### EXERCISE DETAILS
Each line in the records below that has the word "SocketAddr" should be copied.

======== SOURCE DATA ========

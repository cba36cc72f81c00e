//! Configuration for the DNS server.
//!
//! This module defines the configuration structures and methods to load
//! configuration from environment variables.

use std::{
    env,
    net::{IpAddr, Ipv4Addr, SocketAddr},
    str::FromStr,
};

use crate::errors::DnsError;

/// Default TTL for synthesized records in seconds (60 hours).
pub const DEFAULT_TTL: u32 = 60 * 60 * 60;

/// Maximum size of DNS packets in bytes.
pub const MAX_PACKET_SIZE: usize = 4096;

/// Smallest accepted UDP receive buffer; every DNS client must handle 512-byte messages.
pub const MIN_PACKET_SIZE: usize = 512;

/// Default listen port for both UDP and TCP.
pub const DEFAULT_PORT: u16 = 10053;

/// The zone this server answers for. Immutable once the server has started.
#[derive(Debug, Clone, PartialEq, Eq)]
pub struct ZoneConfig {
    /// Suffix under which dotted-quad labels resolve to their embedded address.
    pub wildcard_domain: String,

    /// Nameserver returned in synthesized NS answers.
    pub ns_domain: String,

    /// Address of this server, returned as glue for the nameserver.
    pub responder_ip: Ipv4Addr,

    /// Time-to-live applied to every synthesized record.
    pub ttl: u32,
}

impl Default for ZoneConfig {
    fn default() -> Self {
        Self {
            wildcard_domain: "xip.io".into(),
            ns_domain: "ns-1.xip.io".into(),
            responder_ip: Ipv4Addr::LOCALHOST,
            ttl: DEFAULT_TTL,
        }
    }
}

/// Server configuration loaded from environment variables.
#[derive(Debug, Clone)]
pub struct ServerConfig {
    /// Address to bind the UDP and TCP listeners to.
    pub bind_addr: SocketAddr,

    /// Maximum size of DNS packets.
    pub max_packet_size: usize,

    /// Diagnostic verbosity, mapped onto the default log filter.
    pub debug_level: u8,

    /// The zone served by this process.
    pub zone: ZoneConfig,
}

impl ServerConfig {
    /// Load server configuration from environment variables.
    ///
    /// # Returns
    /// A `Result` containing either the loaded `ServerConfig` or a `DnsError`.
    pub fn from_env() -> Result<Self, DnsError> {
        Self::from_lookup(|key| env::var(key).ok())
    }

    /// Build a configuration from an arbitrary key lookup.
    ///
    /// `from_env` delegates here; tests pass a map instead of touching the process environment.
    pub fn from_lookup<F>(lookup: F) -> Result<Self, DnsError>
    where
        F: Fn(&str) -> Option<String>,
    {
        let defaults = ZoneConfig::default();

        let port: u16 = parse_var(&lookup, "DNS_PORT", DEFAULT_PORT)?;

        let bind_ip: IpAddr = lookup("DNS_BIND_IP")
            .unwrap_or_else(|| "0.0.0.0".into())
            .trim()
            .parse()
            .map_err(|_| DnsError::Config("Invalid DNS_BIND_IP address".into()))?;

        let responder_ip = match lookup("MY_IP") {
            Some(v) => v
                .trim()
                .parse::<Ipv4Addr>()
                .map_err(|_| DnsError::Config(format!("Invalid MY_IP address: {}", v)))?,
            None => defaults.responder_ip,
        };

        let wildcard_domain = normalize_domain(
            &lookup("WILDCARD_DOMAIN").unwrap_or(defaults.wildcard_domain),
        );
        if wildcard_domain.is_empty() {
            return Err(DnsError::Config("WILDCARD_DOMAIN must not be empty".into()));
        }

        let ns_domain = normalize_domain(&lookup("NS_DOMAIN").unwrap_or(defaults.ns_domain));
        if ns_domain.is_empty() {
            return Err(DnsError::Config("NS_DOMAIN must not be empty".into()));
        }

        let max_packet_size: usize = parse_var(&lookup, "DNS_MAX_PACKET_SIZE", MAX_PACKET_SIZE)?;
        if max_packet_size < MIN_PACKET_SIZE {
            return Err(DnsError::Config(format!(
                "DNS_MAX_PACKET_SIZE must be at least {}, got {}",
                MIN_PACKET_SIZE, max_packet_size
            )));
        }

        Ok(Self {
            bind_addr: SocketAddr::new(bind_ip, port),
            max_packet_size,
            debug_level: parse_var(&lookup, "DEBUG_LEVEL", 0)?,
            zone: ZoneConfig {
                wildcard_domain,
                ns_domain,
                responder_ip,
                ttl: parse_var(&lookup, "DNS_TTL", DEFAULT_TTL)?,
            },
        })
    }

    /// Default `env_logger` filter for the configured debug level.
    ///
    /// Level 1 adds the compiled wildcard pattern, level 2 adds per-query lines and
    /// wildcard matches, level 3 adds every lookup and miss.
    pub fn default_log_filter(&self) -> &'static str {
        match self.debug_level {
            0 => "info",
            1 => "info,xip_dns_server::wildcard=debug",
            2 => "debug",
            _ => "trace",
        }
    }
}

/// Parse an optional numeric variable, falling back to `default` when unset.
fn parse_var<F, T>(lookup: &F, key: &str, default: T) -> Result<T, DnsError>
where
    F: Fn(&str) -> Option<String>,
    T: FromStr,
{
    match lookup(key) {
        Some(v) => v
            .trim()
            .parse()
            .map_err(|_| DnsError::Config(format!("Invalid {} value: {}", key, v))),
        None => Ok(default),
    }
}

/// Lowercase a domain name and drop surrounding whitespace and the root dot.
pub fn normalize_domain(name: &str) -> String {
    name.trim().trim_end_matches('.').to_ascii_lowercase()
}

#[cfg(test)]
mod tests {
    use super::*;
    use std::collections::HashMap;

    fn load(vars: &[(&str, &str)]) -> Result<ServerConfig, DnsError> {
        let map: HashMap<String, String> = vars
            .iter()
            .map(|(k, v)| (k.to_string(), v.to_string()))
            .collect();
        ServerConfig::from_lookup(|key| map.get(key).cloned())
    }

    #[test]
    fn defaults_match_documented_values() {
        let config = load(&[]).unwrap();
        assert_eq!(config.bind_addr, "0.0.0.0:10053".parse::<SocketAddr>().unwrap());
        assert_eq!(config.zone, ZoneConfig::default());
        assert_eq!(config.zone.ttl, 216_000);
        assert_eq!(config.debug_level, 0);
        assert_eq!(config.default_log_filter(), "info");
    }

    #[test]
    fn overrides_are_applied_and_normalized() {
        let config = load(&[
            ("WILDCARD_DOMAIN", "Nip.Example."),
            ("NS_DOMAIN", "NS1.nip.example"),
            ("MY_IP", "192.0.2.10"),
            ("DNS_PORT", "5353"),
            ("DNS_TTL", "300"),
            ("DEBUG_LEVEL", "3"),
        ])
        .unwrap();
        assert_eq!(config.zone.wildcard_domain, "nip.example");
        assert_eq!(config.zone.ns_domain, "ns1.nip.example");
        assert_eq!(config.zone.responder_ip, Ipv4Addr::new(192, 0, 2, 10));
        assert_eq!(config.zone.ttl, 300);
        assert_eq!(config.bind_addr.port(), 5353);
        assert_eq!(config.default_log_filter(), "trace");
    }

    #[test]
    fn debug_levels_add_detail_one_step_at_a_time() {
        let filter = |level: &str| load(&[("DEBUG_LEVEL", level)]).unwrap().default_log_filter();
        assert_eq!(filter("0"), "info");
        assert_eq!(filter("1"), "info,xip_dns_server::wildcard=debug");
        assert_eq!(filter("2"), "debug");
        assert_eq!(filter("3"), "trace");
    }

    #[test]
    fn invalid_values_are_config_errors() {
        assert!(matches!(load(&[("MY_IP", "not-an-ip")]), Err(DnsError::Config(_))));
        assert!(matches!(load(&[("DNS_PORT", "99999")]), Err(DnsError::Config(_))));
        assert!(matches!(load(&[("DNS_TTL", "-1")]), Err(DnsError::Config(_))));
        assert!(matches!(load(&[("DEBUG_LEVEL", "loud")]), Err(DnsError::Config(_))));
        assert!(matches!(load(&[("WILDCARD_DOMAIN", " . ")]), Err(DnsError::Config(_))));
    }

    #[test]
    fn packet_size_must_parse_and_fit_a_message() {
        assert!(matches!(load(&[("DNS_MAX_PACKET_SIZE", "abc")]), Err(DnsError::Config(_))));
        assert!(matches!(load(&[("DNS_MAX_PACKET_SIZE", "0")]), Err(DnsError::Config(_))));
        assert!(matches!(load(&[("DNS_MAX_PACKET_SIZE", "511")]), Err(DnsError::Config(_))));
        assert_eq!(load(&[("DNS_MAX_PACKET_SIZE", "512")]).unwrap().max_packet_size, 512);
    }
}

========

### OUTPUT
    net::{IpAddr, Ipv4Addr, SocketAddr},
    pub bind_addr: SocketAddr,
            bind_addr: SocketAddr::new(bind_ip, port),
        assert_eq!(config.bind_addr, "0.0.0.0:10053".parse::<SocketAddr>().unwrap());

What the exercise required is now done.